58: Recover/ Respond

Endurance, the cargo bay-

"Pete…"

No immediate response, so…

"Hey… Pete!"

John Tracy detached himself from his restraint and pushed off across the padded white cargo bay. Pete McCord, the mission commander, hung in midair beside the folded robot arm in a sort of weightless fetal crouch. Like John, he wore a mission tee-shirt, blue shorts and a galaxy of chirping bio-sensors. He didn't look so good, but… yeah; blame it on savage meds and cosmic radiation. Whatever.

He wasn't unconscious, though. When John drifted up, braking with an outthrust hand to the cargo arm, McCord mumbled,

"What's on your mind, Tracy?"

"Beer," the ice-blond pilot replied honestly. But there was more, so he added,

"Remember you… um… asked me to think about this… time distortion thing?"

Pete's eyes opened slightly; pale blue irises against deeply blood-shot whites.

"Yeah. Back in the airlock. What'd you come up with?"

They weren't exactly facing each other squarely. Since every gesture or puff of the cabin fans tended to affect their position, the two men drifted at angles to one another, something you got used to out here that probably would have bugged the hell out of people on Earth.

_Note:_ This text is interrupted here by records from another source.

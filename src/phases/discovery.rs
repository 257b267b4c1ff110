//! Phase 1: Discovery
//!
//! Maps a directory tree onto collections, categories and build jobs.
//!
//! ## Process
//!
//! 1.  **Ignore rules**: The collection root's `.gitignore` is loaded once and
//!     used for the whole tree.
//!
//! 2.  **Breadth-first walk**: Starting at the root, every immediate
//!     subdirectory of the current level is examined before anything deeper.
//!     Excluded and hidden directories are never enqueued, so their contents
//!     are never visited.
//!
//! 3.  **Classification**: A subdirectory with `*.ipynb` files directly inside
//!     it becomes a category (and is not descended into). One without notebooks
//!     is a pass-through container and is enqueued for the next level.
//!
//! 4.  **Validation**: A category must contain `requirements.txt`, and category
//!     names must be unique across a discovery pass because they determine
//!     the build and artifact directories.
//!
//! Discovery only reads the filesystem. Recreating build directories is the
//! job of [`crate::phases::setup`].

use std::collections::{HashMap, VecDeque};
use std::fs;
use std::path::{Path, PathBuf};

use log::debug;

use super::{BuildJob, Collection};
use crate::category::Category;
use crate::config::BuildConfig;
use crate::defaults::{IGNORE_FILENAME, NOTEBOOK_EXTENSION, REQUIREMENTS_FILENAME};
use crate::error::{Error, Result};
use crate::ignore::IgnoreRuleSet;
use crate::notebook::Notebook;

/// Discover every collection named in `config.collections`.
pub fn find_collections(config: &BuildConfig) -> Result<Vec<Collection>> {
    config
        .collections
        .iter()
        .map(|root| -> Result<Collection> {
            let categories = build_categories(root, config)?;
            Ok(Collection {
                name: collection_name(root),
                root: root.clone(),
                categories,
            })
        })
        .collect()
}

/// Discover collections and turn every category into a [`BuildJob`].
///
/// The category filter in `config` is applied after the duplicate check, so
/// a filtered build still refuses a tree with clashing category names.
pub fn find_build_jobs(config: &BuildConfig) -> Result<Vec<BuildJob>> {
    let collections = find_collections(config)?;
    ensure_unique_categories(&collections)?;

    let jobs = collections
        .iter()
        .flat_map(|collection| {
            collection
                .categories
                .iter()
                .filter(|category| config.includes_category(&category.name))
                .map(move |category| BuildJob::new(collection, category.clone()))
        })
        .collect();

    Ok(jobs)
}

/// Walk one collection root and return its categories in walk order.
pub fn build_categories(root: &Path, config: &BuildConfig) -> Result<Vec<Category>> {
    if !root.is_dir() {
        return Err(Error::Filesystem {
            message: format!("Collection root '{}' is not a directory", root.display()),
        });
    }

    let rules = IgnoreRuleSet::load(&root.join(IGNORE_FILENAME))?;
    let mut categories = Vec::new();
    let mut pending = VecDeque::from([root.to_path_buf()]);

    while let Some(dir) = pending.pop_front() {
        for (name, dirpath) in subdirectories(&dir)? {
            if name.starts_with('.') || rules.is_excluded(&name, &dirpath)? {
                debug!("Pruning {}", dirpath.display());
                continue;
            }

            let notebooks = find_notebooks(&dirpath)?;
            if notebooks.is_empty() {
                pending.push_back(dirpath);
                continue;
            }

            let requirements = dirpath.join(REQUIREMENTS_FILENAME);
            if !requirements.is_file() {
                return Err(Error::MissingRequirements { path: requirements });
            }

            debug!(
                "Found category {} with {} notebook(s)",
                name,
                notebooks.len()
            );
            categories.push(Category::new(
                name,
                notebooks,
                dirpath,
                &config.build_root,
                &config.artifact_root,
            ));
        }
    }

    Ok(categories)
}

/// Notebooks directly inside `dir`, sorted by filename with positions assigned.
pub fn find_notebooks(dir: &Path) -> Result<Vec<Notebook>> {
    let pattern = format!(
        "{}/*.{}",
        glob::Pattern::escape(&dir.to_string_lossy()),
        NOTEBOOK_EXTENSION
    );

    let mut paths = Vec::new();
    for entry in glob::glob(&pattern)? {
        let path = entry.map_err(|e| Error::Io(e.into_error()))?;
        if path.is_file() {
            paths.push(path);
        }
    }
    paths.sort_by(|a, b| a.file_name().cmp(&b.file_name()));

    Ok(paths
        .into_iter()
        .enumerate()
        .map(|(position, path)| Notebook::new(path, position))
        .collect())
}

/// Name of a collection: the last component of its root path.
pub fn collection_name(root: &Path) -> String {
    if let Some(name) = root.file_name() {
        return name.to_string_lossy().into_owned();
    }
    root.canonicalize()
        .ok()
        .and_then(|p| p.file_name().map(|n| n.to_string_lossy().into_owned()))
        .unwrap_or_else(|| root.display().to_string())
}

fn subdirectories(dir: &Path) -> Result<Vec<(String, PathBuf)>> {
    let mut dirs = Vec::new();
    for entry in fs::read_dir(dir)? {
        let entry = entry?;
        if entry.file_type()?.is_dir() {
            dirs.push((entry.file_name().to_string_lossy().into_owned(), entry.path()));
        }
    }
    dirs.sort();
    Ok(dirs)
}

fn ensure_unique_categories(collections: &[Collection]) -> Result<()> {
    let mut seen: HashMap<&str, &Path> = HashMap::new();
    for category in collections.iter().flat_map(|c| c.categories.iter()) {
        if let Some(first) = seen.insert(&category.name, &category.source_dir) {
            return Err(Error::DuplicateCategory {
                name: category.name.clone(),
                first: first.to_path_buf(),
                second: category.source_dir.clone(),
            });
        }
    }
    Ok(())
}

#[cfg(test)]
mod tests {
    use super::*;
    use tempfile::TempDir;

    fn touch(path: &Path) {
        fs::create_dir_all(path.parent().unwrap()).unwrap();
        fs::write(path, "{}").unwrap();
    }

    fn config_for(temp: &TempDir, roots: &[&str]) -> BuildConfig {
        BuildConfig {
            collections: roots.iter().map(|r| temp.path().join(r)).collect(),
            build_root: temp.path().join("_build"),
            artifact_root: temp.path().join("_artifacts"),
            ..BuildConfig::default()
        }
    }

    #[test]
    fn test_single_category_with_sorted_positions() {
        let temp = TempDir::new().unwrap();
        let demo = temp.path().join("jdat_notebooks/demo");
        touch(&demo.join("z.ipynb"));
        touch(&demo.join("a.ipynb"));
        touch(&demo.join("requirements.txt"));

        let collections = find_collections(&config_for(&temp, &["jdat_notebooks"])).unwrap();
        assert_eq!(collections.len(), 1);
        assert_eq!(collections[0].name, "jdat_notebooks");
        assert_eq!(collections[0].categories.len(), 1);

        let category = &collections[0].categories[0];
        assert_eq!(category.name, "demo");
        let order: Vec<(&str, usize)> = category
            .notebooks
            .iter()
            .map(|n| (n.filename.as_str(), n.position))
            .collect();
        assert_eq!(order, vec![("a.ipynb", 0), ("z.ipynb", 1)]);
    }

    #[test]
    fn test_missing_requirements_fails_fast() {
        let temp = TempDir::new().unwrap();
        touch(&temp.path().join("c/demo/a.ipynb"));

        let err = find_collections(&config_for(&temp, &["c"])).unwrap_err();
        match err {
            Error::MissingRequirements { path } => {
                assert_eq!(path, temp.path().join("c/demo/requirements.txt"));
            }
            other => panic!("unexpected error: {other}"),
        }
    }

    #[test]
    fn test_container_directories_are_descended() {
        let temp = TempDir::new().unwrap();
        let inner = temp.path().join("c/outer/inner");
        touch(&inner.join("nb.ipynb"));
        touch(&inner.join("requirements.txt"));

        let categories = build_categories(&temp.path().join("c"), &config_for(&temp, &[])).unwrap();
        assert_eq!(categories.len(), 1);
        assert_eq!(categories[0].name, "inner");
        assert_eq!(categories[0].source_dir, inner);
    }

    #[test]
    fn test_category_subdirectories_are_not_visited() {
        let temp = TempDir::new().unwrap();
        let outer = temp.path().join("c/outer");
        touch(&outer.join("top.ipynb"));
        touch(&outer.join("requirements.txt"));
        // No requirements here: visiting it would fail.
        touch(&outer.join("nested/deep.ipynb"));

        let categories = build_categories(&temp.path().join("c"), &config_for(&temp, &[])).unwrap();
        assert_eq!(categories.len(), 1);
        assert_eq!(categories[0].name, "outer");
        assert_eq!(categories[0].notebooks.len(), 1);
    }

    #[test]
    fn test_ignored_directories_are_pruned() {
        let temp = TempDir::new().unwrap();
        let root = temp.path().join("c");
        touch(&root.join("skipme/a.ipynb"));
        touch(&root.join("venv/lib/a.ipynb"));
        touch(&root.join("keep/a.ipynb"));
        touch(&root.join("keep/requirements.txt"));
        fs::write(root.join(".gitignore"), "skipme\n").unwrap();

        let categories = build_categories(&root, &config_for(&temp, &[])).unwrap();
        let names: Vec<&str> = categories.iter().map(|c| c.name.as_str()).collect();
        assert_eq!(names, vec!["keep"]);
    }

    #[test]
    fn test_root_rules_apply_at_every_depth() {
        let temp = TempDir::new().unwrap();
        let root = temp.path().join("c");
        touch(&root.join("group/scratch/a.ipynb"));
        touch(&root.join("group/real/a.ipynb"));
        touch(&root.join("group/real/requirements.txt"));
        fs::write(root.join(".gitignore"), "scratch\n").unwrap();

        let categories = build_categories(&root, &config_for(&temp, &[])).unwrap();
        assert_eq!(categories.len(), 1);
        assert_eq!(categories[0].name, "real");
    }

    #[test]
    fn test_hidden_directories_are_skipped() {
        let temp = TempDir::new().unwrap();
        let root = temp.path().join("c");
        touch(&root.join(".ipynb_checkpoints/a-checkpoint.ipynb"));

        assert!(build_categories(&root, &config_for(&temp, &[]))
            .unwrap()
            .is_empty());
    }

    #[test]
    fn test_siblings_come_before_deeper_levels() {
        let temp = TempDir::new().unwrap();
        let root = temp.path().join("c");
        for dir in ["a/deep", "b"] {
            touch(&root.join(dir).join("n.ipynb"));
            touch(&root.join(dir).join("requirements.txt"));
        }

        let categories = build_categories(&root, &config_for(&temp, &[])).unwrap();
        let names: Vec<&str> = categories.iter().map(|c| c.name.as_str()).collect();
        assert_eq!(names, vec!["b", "deep"]);
    }

    #[test]
    fn test_wildcard_in_root_ignore_fails() {
        let temp = TempDir::new().unwrap();
        let root = temp.path().join("c");
        fs::create_dir_all(root.join("x")).unwrap();
        fs::write(root.join(".gitignore"), "*.pyc\n").unwrap();

        let err = build_categories(&root, &config_for(&temp, &[])).unwrap_err();
        assert!(matches!(err, Error::UnsupportedIgnoreRule { .. }));
    }

    #[test]
    fn test_missing_root_is_an_error() {
        let temp = TempDir::new().unwrap();
        assert!(build_categories(&temp.path().join("nope"), &config_for(&temp, &[])).is_err());
    }

    #[test]
    fn test_duplicate_category_names_rejected() {
        let temp = TempDir::new().unwrap();
        for dir in ["c/one/demo", "c/two/demo"] {
            touch(&temp.path().join(dir).join("n.ipynb"));
            touch(&temp.path().join(dir).join("requirements.txt"));
        }

        let err = find_build_jobs(&config_for(&temp, &["c"])).unwrap_err();
        assert!(matches!(err, Error::DuplicateCategory { ref name, .. } if name == "demo"));
    }

    #[test]
    fn test_find_build_jobs_applies_category_filter() {
        let temp = TempDir::new().unwrap();
        for dir in ["c/alpha", "c/beta"] {
            touch(&temp.path().join(dir).join("n.ipynb"));
            touch(&temp.path().join(dir).join("requirements.txt"));
        }
        let mut config = config_for(&temp, &["c"]);
        config.categories = vec!["beta".to_string()];

        let jobs = find_build_jobs(&config).unwrap();
        assert_eq!(jobs.len(), 1);
        assert_eq!(jobs[0].category.name, "beta");
        assert_eq!(jobs[0].collection, "c");
        assert_eq!(
            jobs[0].scripts,
            vec![temp.path().join("_build/beta/n.ipynb-builder.sh")]
        );
    }

    #[test]
    fn test_discovery_does_not_touch_build_dirs() {
        let temp = TempDir::new().unwrap();
        touch(&temp.path().join("c/demo/n.ipynb"));
        touch(&temp.path().join("c/demo/requirements.txt"));
        let stale = temp.path().join("_artifacts/demo/old.html");
        touch(&stale);

        find_build_jobs(&config_for(&temp, &["c"])).unwrap();
        assert!(stale.exists());
    }

    #[test]
    fn test_collection_name_uses_last_component() {
        assert_eq!(collection_name(Path::new("work/jdat_notebooks")), "jdat_notebooks");
        assert_eq!(collection_name(Path::new("jdat_notebooks/")), "jdat_notebooks");
    }
}
//! # nbcollection CLI
//!
//! Binary entry point for the `nbcollection` command-line tool. It parses
//! arguments with `clap` and hands off to the selected command; the build
//! logic itself lives in the library crate.

mod cli;
mod commands;

use anyhow::Result;
use clap::Parser;

fn main() -> Result<()> {
    let cli = cli::Cli::parse();
    cli.execute()
}
//! CI config command implementation

use std::path::PathBuf;

use anyhow::Result;
use clap::Args;

use nbcollection::config::BuildConfig;
use nbcollection::operations::{OperationRegistry, Outcome};
use nbcollection::output::{emoji, OutputConfig};

use super::CollectionArgs;

/// Write a CI config with one job per category
#[derive(Args, Debug)]
pub struct CiConfigArgs {
    #[command(flatten)]
    pub collection: CollectionArgs,

    /// File the CI config is written to
    #[arg(short, long, value_name = "FILE")]
    pub output: Option<PathBuf>,

    /// Docker image the CI jobs run in
    #[arg(long, value_name = "IMAGE", env = "NBCOLLECTION_CI_IMAGE")]
    pub image: Option<String>,
}

/// Execute the ci-config command
pub fn execute(args: CiConfigArgs, mut config: BuildConfig, output: &OutputConfig) -> Result<()> {
    args.collection.apply(&mut config)?;
    if let Some(path) = args.output {
        config.ci_output = path;
    }
    if let Some(image) = args.image {
        config.ci_image = image;
    }

    match OperationRegistry::with_defaults().execute("ci-config", &config)? {
        Outcome::CiConfig { path, jobs } => {
            println!(
                "{} Wrote {} job(s) to {}",
                emoji(output, "⚙️", "[CI]"),
                jobs,
                path.display()
            );
            Ok(())
        }
        other => anyhow::bail!("Unexpected outcome from 'ci-config': {:?}", other),
    }
}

"Some kind of Lorentz violation, maybe," John responded. Corralling his thoughts was like scattering sunflower seeds on a rainy sidewalk and hoping the right birds came fluttering in. There was nothing much to do but talk, so he fumbled out an explanation, or tried to.

"Okay… suppose you have… assume a spherical observer."

The mission commander cocked a sandy eyebrow.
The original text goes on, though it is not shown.